I’ve been hearing the term "Amen" exclaimed throughout the church since I was a child. A resounding “amen” would rumble throughout the congregation when the pastor would share a poignant verse from the scriptures. A single “amen” could be heard from an individual who was inspired in a moment of conviction or inspiration. I’ve heard “amen” used in worship songs melodiously divided among sopranos, altos and tenors. At the end of every prayer, over our food and over our lives, I’d hear an “amen” with hopes that our nourishment and flourishment were sealed.

In the Old Testament, “amen” was a congregational response to give a strong affirmation to a curse or a word of praise to God. In Deuteronomy 27:16 the Levites shared their agreement with the curse against anyone who dishonored their mother or father. In Nehemiah 8:5-6, Ezra blesses God and all the people agreed with an audible “Amen” and they bowed and worshiped the Lord. Their response meant, “Yes, we agree with your blessing! We join in your blessing! All that you have said of God’s greatness we let it echo in our Amen.“

In the New Testament, Paul is adamant that those who are speaking in tongues, worshiping, admonishing, or praying together all understand what’s being shared. In 1 Corinthians 14:15-16, Paul says,

What is the outcome then? I will pray with the spirit and I will pray with the mind also; I will sing with the spirit and I will sing with the mind also. Otherwise, if you bless in the spirit only, how will the one who fills the place of the ungifted say the “Amen” at your giving of thanks, since he does not know what you are saying?
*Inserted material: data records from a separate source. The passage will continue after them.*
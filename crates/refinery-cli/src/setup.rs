use crate::config::{PartialBox, PartialInputFile, PartialSpecies};
use crate::error::{CliError, Result};
use nalgebra::Point3;
use refinery::core::forcefield::intramolecular::{AngleForm, BondForm, TorsionForm};
use refinery::core::forcefield::params::Forcefield;
use refinery::core::forcefield::potential_map::PotentialMap;
use refinery::core::io::curve::read_curve_csv;
use refinery::core::models::configuration::Configuration;
use refinery::core::models::simulation_box::SimulationBox;
use refinery::core::models::species::{DEFAULT_SCALE_14, Species, SpeciesBuilder};
use refinery::engine::error::EngineError;
use std::collections::HashMap;
use std::sync::Arc;
use tracing::{debug, info};

/// Everything a command needs to operate on one configuration.
pub struct Simulation {
    pub configuration: Configuration,
    pub potentials: PotentialMap,
}

pub fn build_simulation(input: &PartialInputFile) -> Result<Simulation> {
    let forcefield_path = input.forcefield_path()?;
    info!("Loading forcefield from {:?}", forcefield_path);
    let forcefield = Forcefield::load(&forcefield_path).map_err(EngineError::from)?;

    let species = input
        .species()
        .iter()
        .map(|s| build_species(s).map(|species| (s.name.clone(), Arc::new(species))))
        .collect::<Result<HashMap<_, _>>>()?;

    let simulation_box = match input.cell()? {
        PartialBox::NonPeriodic => SimulationBox::NonPeriodic,
        PartialBox::Cubic { length } => SimulationBox::cubic(length).map_err(EngineError::from)?,
        PartialBox::Orthorhombic { lengths: [a, b, c] } => {
            SimulationBox::orthorhombic(a, b, c).map_err(EngineError::from)?
        }
    };

    let mut configuration =
        Configuration::new(&input.name(), simulation_box, input.temperature())
            .map_err(EngineError::from)?;
    for molecule in input.molecules() {
        let template = species.get(&molecule.species).ok_or_else(|| {
            CliError::Config(format!(
                "Molecule refers to unknown species '{}'.",
                molecule.species
            ))
        })?;
        let positions: Vec<Point3<f64>> = molecule
            .positions
            .iter()
            .map(|&[x, y, z]| Point3::new(x, y, z))
            .collect();
        configuration
            .add_molecule(template, &positions)
            .map_err(EngineError::from)?;
    }
    if configuration.n_molecules() == 0 {
        return Err(CliError::Config(
            "The configuration contains no molecules.".to_string(),
        ));
    }
    info!(
        molecules = configuration.n_molecules(),
        atoms = configuration.n_atoms(),
        "Configuration '{}' assembled.",
        configuration.name()
    );

    let settings = input.tabulation();
    let mut potentials = PotentialMap::build(&forcefield, configuration.atom_types(), &settings)
        .map_err(EngineError::from)?;
    debug!(
        types = potentials.n_types(),
        range = settings.range,
        delta = settings.delta,
        "Pair potentials tabulated."
    );

    for additional in input.additional() {
        let [type_i, type_j] = &additional.types;
        let index = |name: &str| {
            potentials.type_index(name).ok_or_else(|| {
                CliError::Config(format!(
                    "Additional potential refers to atom type '{name}', which is not present in the configuration."
                ))
            })
        };
        let (i, j) = (index(type_i)?, index(type_j)?);
        let path = input.resolve(&additional.path);
        let curve = read_curve_csv(&path).map_err(EngineError::from)?;
        potentials
            .replace_u_additional(i, j, &curve)
            .map_err(EngineError::from)?;
        info!("Applied additional potential {type_i}-{type_j} from {:?}", path);
    }

    Ok(Simulation {
        configuration,
        potentials,
    })
}

fn build_species(partial: &PartialSpecies) -> Result<Species> {
    let form_error = |e: refinery::core::forcefield::intramolecular::FormError| {
        CliError::Config(format!("Species '{}': {e}", partial.name))
    };

    let mut builder = SpeciesBuilder::new(&partial.name);
    for atom_type in &partial.atoms {
        builder.add_atom(atom_type);
    }
    for bond in &partial.bonds {
        let form = BondForm::from_keyword(&bond.form, &bond.parameters).map_err(form_error)?;
        builder.add_bond(bond.atoms[0], bond.atoms[1], form);
    }
    for angle in &partial.angles {
        let form = AngleForm::from_keyword(&angle.form, &angle.parameters).map_err(form_error)?;
        let [i, j, k] = angle.atoms;
        builder.add_angle(i, j, k, form);
    }
    for torsion in &partial.torsions {
        let form =
            TorsionForm::from_keyword(&torsion.form, &torsion.parameters).map_err(form_error)?;
        builder.add_torsion(
            torsion.atoms,
            form,
            torsion.scale_14.unwrap_or(DEFAULT_SCALE_14),
        );
    }
    Ok(builder.build().map_err(EngineError::from)?)
}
It wasn’t enough to withhold an “amen” if one didn’t understand, but it was the responsibility of those who are speaking publicly to be clear so that all who were gathered could edify God.
Collectively, we should affirm. Individually, we should affirm. With conviction, we should affirm. In adoration, we should affirm. With meaning, weight and power, we should say “Amen” as a way to audibly affirm our belief in what God will do through the power and might of His Word.

“For as many as are the promises of God, in Him [that is, in Christ] they are yes [which is a translation of “amen”]; therefore, also through him is our ‘Amen’ to the glory of God through us.” 2 Corinthians 1:20

Let the Church say Amen.

by Danielle Boardley
Danielle, along with her husband Dominic and children, moved to NJ in April 2014 and began attending Kingsway shortly thereafter. Quickly accepting the invitation to go through Growth Track, they learned more about the church, their spiritual strengths, and landed on the Worship Arts team. Danielle values spending quality time with her family and finding ways to express herself creatively. Joining the Kingsway blog team was yet another exciting opportunity to serve through creative expression. Her love of writing began in her youth when she was introduced to the works of Maya Angelou. Inspired by her prose, Danielle published a book of poetry in 2007.